Cobby had been the first to get back to the warehouse and when Pericles arrived he found a hullabaloo going on over the motorcycle. Everyone was impressed, even if they thought it stunk. Manda unscrewed the gas cap and her nose wrinkled. “This doesn’t smell like gas,” she remarked.

“I think it’s modified to run on just about anything,” Pericles said. He got down and inspected the battery. “This is powered by solar cells. If any of our cans still hold viable fuel these will be a great help.”

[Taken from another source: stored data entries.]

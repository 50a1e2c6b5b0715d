use std::fmt;
use std::str::FromStr;

use serde::{Deserialize, Serialize};
use thorn_insight_protocol::TraceEventRecord;

use crate::span::{GlobalSpan, SpanError};

/// A phase of the compiler pipeline.
#[derive(Debug, Clone, PartialEq, Eq, Hash, Serialize, Deserialize)]
#[serde(from = "String", into = "String")]
pub enum Stage {
    Lexer,
    Parser,
    CanonizeItemPath,
    TypeResolver,
    Llvm,
    /// A stage this build of the viewer does not know by name.
    Other(String),
}

impl Stage {
    pub const KNOWN: [Stage; 5] = [
        Stage::Lexer,
        Stage::Parser,
        Stage::CanonizeItemPath,
        Stage::TypeResolver,
        Stage::Llvm,
    ];

    /// Identifier used on the wire (`stage=` query values, event records).
    pub fn as_str(&self) -> &str {
        match self {
            Stage::Lexer => "lexer",
            Stage::Parser => "parser",
            Stage::CanonizeItemPath => "canonize-item-path",
            Stage::TypeResolver => "type-resolver",
            Stage::Llvm => "llvm",
            Stage::Other(name) => name,
        }
    }

    pub fn label(&self) -> &str {
        match self {
            Stage::Lexer => "Lexer",
            Stage::Parser => "Parser",
            Stage::CanonizeItemPath => "Canonizer",
            Stage::TypeResolver => "Type Resolver",
            Stage::Llvm => "LLVM",
            Stage::Other(name) => name,
        }
    }
}

impl From<&str> for Stage {
    fn from(s: &str) -> Self {
        match s {
            "lexer" => Stage::Lexer,
            "parser" => Stage::Parser,
            "canonize-item-path" => Stage::CanonizeItemPath,
            "type-resolver" => Stage::TypeResolver,
            "llvm" => Stage::Llvm,
            other => Stage::Other(other.to_string()),
        }
    }
}

impl From<String> for Stage {
    fn from(s: String) -> Self {
        Stage::from(s.as_str())
    }
}

impl From<Stage> for String {
    fn from(s: Stage) -> Self {
        s.as_str().to_string()
    }
}

impl fmt::Display for Stage {
    fn fmt(&self, f: &mut fmt::Formatter<'_>) -> fmt::Result {
        f.write_str(self.as_str())
    }
}

/// Which stage the trace table and graph are narrowed to.
#[derive(Debug, Clone, Default, PartialEq, Eq, Hash)]
pub enum StageFilter {
    #[default]
    All,
    Only(Stage),
}

impl StageFilter {
    /// Every selectable filter, in menu order.
    pub fn choices() -> Vec<StageFilter> {
        std::iter::once(StageFilter::All)
            .chain(Stage::KNOWN.iter().cloned().map(StageFilter::Only))
            .collect()
    }

    pub fn matches(&self, stage: &Stage) -> bool {
        match self {
            StageFilter::All => true,
            StageFilter::Only(s) => s == stage,
        }
    }

    /// The stage whose graph is shown; `All` has no graph of its own and
    /// shows the parser's.
    pub fn graph_stage(&self) -> Stage {
        match self {
            StageFilter::All => Stage::Parser,
            StageFilter::Only(s) => s.clone(),
        }
    }

    pub fn label(&self) -> &str {
        match self {
            StageFilter::All => "All",
            StageFilter::Only(s) => s.label(),
        }
    }

    /// Next entry of [`Self::choices`], wrapping around.
    pub fn cycle(&self, forward: bool) -> StageFilter {
        let choices = Self::choices();
        let n = choices.len();
        let pos = choices.iter().position(|c| c == self).unwrap_or(0);
        let next = if forward { (pos + 1) % n } else { (pos + n - 1) % n };
        choices[next].clone()
    }
}

impl FromStr for StageFilter {
    type Err = std::convert::Infallible;

    fn from_str(s: &str) -> Result<Self, Self::Err> {
        Ok(match s {
            "" | "all" => StageFilter::All,
            other => StageFilter::Only(Stage::from(other)),
        })
    }
}

/// Outcome recorded for a trace event or graph node.
#[derive(Debug, Clone, PartialEq, Eq, Hash)]
pub enum EventResult {
    Ok(String),
    Error(String),
}

impl EventResult {
    /// Collapse the wire's `ok`/`error` pair. An error wins when a record
    /// carries both.
    pub fn from_parts(ok: Option<String>, error: Option<String>) -> Option<EventResult> {
        match (ok, error) {
            (_, Some(e)) => Some(EventResult::Error(e)),
            (Some(o), None) => Some(EventResult::Ok(o)),
            (None, None) => None,
        }
    }

    pub fn text(&self) -> &str {
        match self {
            EventResult::Ok(s) | EventResult::Error(s) => s,
        }
    }

    pub fn is_error(&self) -> bool {
        matches!(self, EventResult::Error(_))
    }
}

#[derive(Debug, Clone, PartialEq, Eq)]
pub struct TraceEvent {
    pub id: Option<u64>,
    pub parent_id: Option<u64>,
    pub stage: Stage,
    pub source: GlobalSpan,
    pub result: Option<EventResult>,
    pub ref_span: Option<GlobalSpan>,
}

impl TryFrom<TraceEventRecord> for TraceEvent {
    type Error = SpanError;

    fn try_from(r: TraceEventRecord) -> Result<Self, Self::Error> {
        Ok(TraceEvent {
            id: r.id,
            parent_id: r.parent_id,
            stage: Stage::from(r.stage),
            source: GlobalSpan::try_from(r.source)?,
            result: EventResult::from_parts(r.ok, r.error),
            ref_span: r.ref_span.map(GlobalSpan::try_from).transpose()?,
        })
    }
}
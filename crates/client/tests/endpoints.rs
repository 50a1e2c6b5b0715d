//! Integration test: run the client against a tiny_http server standing in
//! for the compiler's trace server.

use std::thread;
use std::time::Duration;

use thorn_insight_client::{ClientError, InsightClient};
use thorn_insight_core::GlobalSpan;
use thorn_insight_core::model::{Channel, Effect, Payload, Request, RequestTracker, Stage};
use thorn_insight_protocol::{EdgeKind, FileEntry, WireSpan};
use tiny_http::{Response, Server};

/// Serve canned bodies by path + query until the test process exits.
fn mock_server() -> String {
    let server = Server::http("127.0.0.1:0").expect("bind mock server");
    let addr = server
        .server_addr()
        .to_ip()
        .expect("mock server listens on TCP");
    thread::spawn(move || {
        for request in server.incoming_requests() {
            let (status, body) = match request.url() {
                "/files" => (200, r#"[[0,"main.thorn"],[1,"lib.thorn"]]"#),
                "/files/0" => (200, r#"["let x = 1;",[100,110]]"#),
                "/files?low=104&high=105" => (200, r#""x""#),
                "/data?low=100&high=110" => (
                    200,
                    r#"[{"stage":"lexer","source":[100,103],"ok":"Let"},
                        {"stage":"parser","source":[104,105],"error":"bad","ref":[100,103]}]"#,
                ),
                "/data/graph?stage=parser" => (
                    200,
                    r#"{"nodes":[{"stage":"parser","source":[0,20],"ok":"Item"},
                                 {"stage":"parser","source":[5,10],"ok":"Expr"}],
                        "edges":[{"source":0,"target":1,"ty":"Parent"},
                                 {"source":1,"target":0,"ty":"Ref"}]}"#,
                ),
                "/data/graph?stage=llvm" => (200, "not json"),
                _ => (404, "not found"),
            };
            let _ = request.respond(Response::from_string(body).with_status_code(status));
        }
    });
    addr.to_string()
}

fn client(addr: &str) -> InsightClient {
    InsightClient::new(addr, Duration::from_secs(5)).expect("client builds")
}

fn g(start: u64, end: u64) -> GlobalSpan {
    GlobalSpan::new(start, end).expect("valid span")
}

#[tokio::test]
async fn fetches_every_endpoint() {
    let client = client(&mock_server());

    let files = client.files().await.expect("file list");
    assert_eq!(files[0], FileEntry(0, "main.thorn".into()));
    assert_eq!(files.len(), 2);

    let content = client.file_content(0).await.expect("file content");
    assert_eq!(content.0, "let x = 1;");
    assert_eq!(content.1, WireSpan(100, 110));

    assert_eq!(client.span_text(g(104, 105)).await.expect("span text"), "x");

    let events = client.trace_events(g(100, 110)).await.expect("trace events");
    assert_eq!(events.len(), 2);
    assert_eq!(events[1].ref_span, Some(WireSpan(100, 103)));
    assert_eq!(events[1].error.as_deref(), Some("bad"));

    let graph = client.graph(&Stage::Parser).await.expect("graph");
    assert_eq!(graph.nodes.len(), 2);
    assert_eq!(graph.edges[1].kind, EdgeKind::Ref);
}

#[tokio::test]
async fn reports_status_and_decode_errors() {
    let client = client(&mock_server());

    let missing = client.file_content(9).await;
    assert!(matches!(missing, Err(ClientError::Status { .. })), "{missing:?}");

    let garbled = client.graph(&Stage::Llvm).await;
    assert!(matches!(garbled, Err(ClientError::Decode { .. })), "{garbled:?}");
}

#[tokio::test]
async fn fulfill_keeps_the_token() {
    let client = client(&mock_server());
    let mut tracker = RequestTracker::new();

    let token = tracker.issue(Channel::Files);
    let response = client
        .fulfill(Effect {
            token,
            request: Request::Files,
        })
        .await;
    assert_eq!(response.token, token);
    assert!(matches!(response.result, Ok(Payload::Files(ref f)) if f.len() == 2));

    let token = tracker.issue(Channel::FileContent);
    let response = client
        .fulfill(Effect {
            token,
            request: Request::FileContent(42),
        })
        .await;
    assert_eq!(response.token, token);
    assert!(response.result.is_err());
}

#[tokio::test]
async fn unreachable_server_is_a_transport_error() {
    // Port 9 (discard) is closed on test machines.
    let client = InsightClient::new("127.0.0.1:9", Duration::from_millis(500)).expect("client");
    let result = client.files().await;
    assert!(matches!(result, Err(ClientError::Transport { .. })), "{result:?}");
}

He saw that the smallest were asleep on top of and under the desks, curled into the open-front crates. The older children came forward to ooh and ahh over the solar-powered headlights of the buggy. They climbed over it and hastily untied the bodies so they could begin skinning them. Pericles killed the lights and the skinners complained. “We must conserve the batteries. The last thing we need is to have it in the sunlight charging when we need the battery the most.” Grumbling about dirt getting on the meat, they drug the bodies outside to dress them by starlight.

“This is a fine thing,” Kellus said, circling the buggy. His shortened snout flared and his tongue snaked out to lick a smear of blood. Making a face, he spit and pointed at the street fighter being dragged away. “That one is not fit to eat! He’s been feeding on his own kind and it’s ruined him.”

Pericles helped unpack the things he’d taken and joined them to the pile growing at Kellus and Manda’s feet. Manda lifted the thick piece of leather that had a bag at either end and dumped it out. A canteen, a spool of wire and a bottle tumbled out. Kellus caught the bottle handily before it could shatter. He unscrewed the lid and sniffed. “Ug! I think it’s alcohol. Menius!”

The healer, a dog-man and one of only four first generation left, came forward and gave his opinion on the find. “It will be useful to clean wounds.”

Pericles reached toward the bag. “I would like to have that. For my part.”

Manda withheld it and pointed toward his corner. “That is is your reward. Do with her as you wish.”

Kellus frowned at her. They didn’t always see eye to eye but kept things on an even keel for the good of the tribe. “He brought us these motor machines and meat. He should have the bag if he wants.”

“If he had left the meat in the desert alive we wouldn’t have to worry about the humans coming to look for it.” She glared at Pericles. “His decision to protect the human female has put us all in danger. Menius can make more use of it than him.”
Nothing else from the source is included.